- [TASK REQUIREMENTS]:
Each record below should be written out again exactly as given.

- [DATA]:
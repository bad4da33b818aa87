mod audio;
mod content;
mod core;
#[cfg(feature = "dev-tools")]
mod debug;
mod gameplay;
mod kinematics;
mod movement;
mod traffic;

use avian2d::prelude::*;
use bevy::prelude::*;

fn main() {
    let mut app = App::new();
    app.add_plugins(DefaultPlugins.set(WindowPlugin {
        primary_window: Some(Window {
            title: "Getaway Run".to_string(),
            resolution: (1280, 720).into(),
            resizable: true,
            ..default()
        }),
        ..default()
    }))
    .add_plugins(PhysicsPlugins::default())
    .add_plugins((
        core::CorePlugin,
        content::ContentPlugin,
        movement::MovementPlugin,
        gameplay::GameplayPlugin,
        traffic::TrafficPlugin,
        audio::AudioPlugin,
    ));

    #[cfg(feature = "dev-tools")]
    app.add_plugins(debug::DebugPlugin);

    app.run();
}
//! Core domain: messages shared across gameplay, movement, and traffic.

use bevy::ecs::message::Message;
use bevy::prelude::*;

/// Request to end the run as a loss. Ignored outside gameplay.
#[derive(Debug)]
pub struct GameLostEvent {
    pub reason: String,
}

impl Message for GameLostEvent {}

/// The escape sequence finished. Ignored outside gameplay.
#[derive(Debug)]
pub struct GameWonEvent;

impl Message for GameWonEvent {}

/// A hazard hit the runner while its damage cooldown was ready.
#[derive(Debug)]
pub struct HazardDamageEvent {
    pub target: Entity,
    pub hazard: Entity,
    pub damage: f32,
}

impl Message for HazardDamageEvent {}

#[derive(Debug)]
pub struct EnergyChangedEvent {
    pub current: f32,
    pub max: f32,
}

impl Message for EnergyChangedEvent {}

#[derive(Debug)]
pub struct ScoreChangedEvent {
    pub score: u32,
}

impl Message for ScoreChangedEvent {}

/// A new attempt started from an end screen.
#[derive(Debug)]
pub struct RunRestartedEvent {
    pub attempt: u32,
}

impl Message for RunRestartedEvent {}

/// Named sound cues. Playback is left to whoever listens.
#[derive(Debug, Clone, Copy, PartialEq, Eq)]
pub enum AudioCue {
    Jump,
    Ouch,
    Collect,
    CarHonk,
    PoliceSiren,
    GameOver,
    Victory,
    EngineStart,
}

impl AudioCue {
    pub fn name(self) -> &'static str {
        match self {
            AudioCue::Jump => "jump",
            AudioCue::Ouch => "ouch",
            AudioCue::Collect => "collect",
            AudioCue::CarHonk => "car_honk",
            AudioCue::PoliceSiren => "police_siren",
            AudioCue::GameOver => "game_over",
            AudioCue::Victory => "victory",
            AudioCue::EngineStart => "engine_start",
        }
    }
}

#[derive(Debug)]
pub struct AudioCueEvent {
    pub cue: AudioCue,
}

impl Message for AudioCueEvent {}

- [RESULT OF THIS TASK]:
repository bad4da33b818aa87
mod audio;
mod content;
mod core;
#[cfg(feature = "dev-tools")]
mod debug;
mod gameplay;
mod kinematics;
mod movement;
mod traffic;

use avian2d::prelude::*;
use bevy::prelude::*;

fn main() {
    let mut app = App::new();
    app.add_plugins(DefaultPlugins.set(WindowPlugin {
        primary_window: Some(Window {
            title: "Getaway Run".to_string(),
            resolution: (1280, 720).into(),
            resizable: true,
            ..default()
        }),
        ..default()
    }))
    .add_plugins(PhysicsPlugins::default())
    .add_plugins((
        core::CorePlugin,
        content::ContentPlugin,
        movement::MovementPlugin,
        gameplay::GameplayPlugin,
        traffic::TrafficPlugin,
        audio::AudioPlugin,
    ));

    #[cfg(feature = "dev-tools")]
    app.add_plugins(debug::DebugPlugin);

    app.run();
}
//! Core domain: messages shared across gameplay, movement, and traffic.

use bevy::ecs::message::Message;
use bevy::prelude::*;

/// Request to end the run as a loss. Ignored outside gameplay.
#[derive(Debug)]
pub struct GameLostEvent {
    pub reason: String,
}

impl Message for GameLostEvent {}

/// The escape sequence finished. Ignored outside gameplay.
#[derive(Debug)]
pub struct GameWonEvent;

impl Message for GameWonEvent {}

/// A hazard hit the runner while its damage cooldown was ready.
#[derive(Debug)]
pub struct HazardDamageEvent {
    pub target: Entity,
    pub hazard: Entity,
    pub damage: f32,
}

impl Message for HazardDamageEvent {}

#[derive(Debug)]
pub struct EnergyChangedEvent {
    pub current: f32,
    pub max: f32,
}

impl Message for EnergyChangedEvent {}

#[derive(Debug)]
pub struct ScoreChangedEvent {
    pub score: u32,
}

impl Message for ScoreChangedEvent {}

/// A new attempt started from an end screen.
#[derive(Debug)]
pub struct RunRestartedEvent {
    pub attempt: u32,
}

impl Message for RunRestartedEvent {}

/// Named sound cues. Playback is left to whoever listens.
#[derive(Debug, Clone, Copy, PartialEq, Eq)]
pub enum AudioCue {
    Jump,
    Ouch,
    Collect,
    CarHonk,
    PoliceSiren,
    GameOver,
    Victory,
    EngineStart,
}

impl AudioCue {
    pub fn name(self) -> &'static str {
        match self {
            AudioCue::Jump => "jump",
            AudioCue::Ouch => "ouch",
            AudioCue::Collect => "collect",
            AudioCue::CarHonk => "car_honk",
            AudioCue::PoliceSiren => "police_siren",
            AudioCue::GameOver => "game_over",
            AudioCue::Victory => "victory",
            AudioCue::EngineStart => "engine_start",
        }
    }
}

#[derive(Debug)]
pub struct AudioCueEvent {
    pub cue: AudioCue,
}

impl Message for AudioCueEvent {}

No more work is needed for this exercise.